//! Registration against a registrar that checks digest credentials

use std::collections::HashMap;
use std::net::SocketAddr;
use std::sync::Arc;
use std::time::Duration;
use tokio::time::Instant;
use yakphone::config::PhoneConfig;
use yakphone::domain::client::{ClientEvent, ClientState};
use yakphone::infrastructure::media::NullAudioDevices;
use yakphone::infrastructure::protocols::sip::{ClientAction, SipClient, SipMessage};

const SERVER: &str = "192.0.2.1:5060";
const REALM: &str = "example.com";

fn md5_hex(input: String) -> String {
    format!("{:x}", md5::compute(input))
}

fn digest_params(header: &str) -> HashMap<String, String> {
    header
        .trim_start_matches("Digest ")
        .split(',')
        .filter_map(|param| param.split_once('='))
        .map(|(k, v)| (k.trim().to_string(), v.trim().trim_matches('"').to_string()))
        .collect()
}

/// Registrar holding a single account
struct Registrar {
    password: &'static str,
    nonce: String,
    expires: u32,
    /// CSeq numbers of the REGISTERs seen, in order
    sequence: Vec<u32>,
}

impl Registrar {
    fn new(password: &'static str, expires: u32) -> Self {
        Self {
            password,
            nonce: "nonce-1".to_string(),
            expires,
            sequence: Vec::new(),
        }
    }

    fn authorized(&self, request: &SipMessage) -> bool {
        let header = request.header_field("Authorization");
        if header.is_empty() {
            return false;
        }
        let params = digest_params(&header);
        let (Some(username), Some(uri), Some(nonce), Some(response)) = (
            params.get("username"),
            params.get("uri"),
            params.get("nonce"),
            params.get("response"),
        ) else {
            return false;
        };
        if *nonce != self.nonce {
            return false;
        }
        let ha1 = md5_hex(format!("{}:{}:{}", username, REALM, self.password));
        let ha2 = md5_hex(format!("{}:{}", request.method(), uri));
        *response == md5_hex(format!("{}:{}:{}", ha1, nonce, ha2))
    }

    fn respond(&mut self, request: &SipMessage) -> SipMessage {
        assert_eq!(request.method(), "REGISTER");
        self.sequence.push(request.sequence_number());

        let mut response = if self.authorized(request) {
            let mut ok = SipMessage::new_response(200, "OK");
            let contact = request.header_field("Contact");
            let expires = if contact.ends_with(";expires=0") { 0 } else { self.expires };
            ok.set_header_field(
                "Contact",
                format!("{};expires={}", contact.trim_end_matches(";expires=0"), expires),
            );
            ok
        } else {
            let mut challenge = SipMessage::new_response(401, "Unauthorized");
            challenge.set_header_field(
                "WWW-Authenticate",
                format!("Digest realm=\"{}\", nonce=\"{}\", algorithm=MD5", REALM, self.nonce),
            );
            challenge
        };
        for name in ["Via", "From", "To", "Call-ID", "CSeq"] {
            response.set_header_field(name, request.header_field(name));
        }
        response
    }

    /// Answer everything the client has queued
    fn serve(&mut self, client: &mut SipClient, now: Instant) {
        let server: SocketAddr = SERVER.parse().unwrap();
        while let Some((dest, data)) = client.poll_transmit() {
            assert_eq!(dest, server);
            let response = self.respond(&SipMessage::parse(&data));
            client.handle_datagram(&response.to_bytes(), server, now);
        }
    }
}

fn client(password: &str) -> SipClient {
    let mut config = PhoneConfig::default();
    config.account.domain = "example.com".to_string();
    config.account.username = "alice".to_string();
    config.account.password = password.to_string();
    config.network.bind_address = "10.0.0.1:5060".parse().unwrap();
    let mut client = SipClient::new(&config, Arc::new(NullAudioDevices::default()));
    client.set_local_address(config.network.bind_address);
    client
}

fn start(client: &mut SipClient, now: Instant) {
    client.connect_to_server(now);
    assert_eq!(
        client.poll_action(),
        Some(ClientAction::Resolve { domain: "example.com".to_string() })
    );
    client.set_sip_server(SERVER.parse().unwrap(), now);
    client.set_stun_server(None, now);
}

#[test]
fn test_digest_registration_renews_and_unregisters() {
    let now = Instant::now();
    let mut registrar = Registrar::new("secret", 60);
    let mut client = client("secret");

    start(&mut client, now);
    registrar.serve(&mut client, now);
    assert_eq!(client.state(), ClientState::Connected);
    assert_eq!(registrar.sequence, [1, 2]);

    let events: Vec<_> = std::iter::from_fn(|| client.poll_event()).collect();
    assert_eq!(
        events.iter().filter(|e| **e == ClientEvent::Connected).count(),
        1
    );

    // renewal reuses the cached challenge
    let renew_at = now + Duration::from_secs(50);
    assert_eq!(client.poll_timeout(), Some(renew_at));
    client.handle_timeout(renew_at);
    registrar.serve(&mut client, renew_at);
    assert_eq!(registrar.sequence, [1, 2, 3]);
    assert_eq!(client.state(), ClientState::Connected);

    // a new nonce is answered with a single retry
    registrar.nonce = "nonce-2".to_string();
    let renew_at = renew_at + Duration::from_secs(50);
    client.handle_timeout(renew_at);
    registrar.serve(&mut client, renew_at);
    assert_eq!(registrar.sequence, [1, 2, 3, 4, 5]);
    assert_eq!(client.state(), ClientState::Connected);

    client.disconnect_from_server(renew_at);
    assert_eq!(client.state(), ClientState::Disconnecting);
    registrar.serve(&mut client, renew_at);
    assert_eq!(registrar.sequence, [1, 2, 3, 4, 5, 6]);
    assert_eq!(client.state(), ClientState::Disconnected);
    assert_eq!(client.poll_timeout(), None);
}

#[test]
fn test_rejected_credentials_retry_later() {
    let now = Instant::now();
    let mut registrar = Registrar::new("secret", 60);
    let mut client = client("wrong");

    start(&mut client, now);
    registrar.serve(&mut client, now);
    assert_eq!(registrar.sequence, [1, 2]);
    assert_eq!(client.state(), ClientState::Disconnected);

    let retry_at = now + Duration::from_secs(60);
    assert_eq!(client.poll_timeout(), Some(retry_at));
    client.handle_timeout(retry_at);
    assert_eq!(client.state(), ClientState::Connecting);
    assert_eq!(
        client.poll_action(),
        Some(ClientAction::Resolve { domain: "example.com".to_string() })
    );
}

***

## Directions
Set down precisely the lines above between the line holding "let renew_at = now" and the line holding "assert_eq!(registrar.sequence, [1, 2, 3]);", inclusive, and nothing beyond them.

## Result below
    let renew_at = now + Duration::from_secs(50);
    assert_eq!(client.poll_timeout(), Some(renew_at));
    client.handle_timeout(renew_at);
    registrar.serve(&mut client, renew_at);
    assert_eq!(registrar.sequence, [1, 2, 3]);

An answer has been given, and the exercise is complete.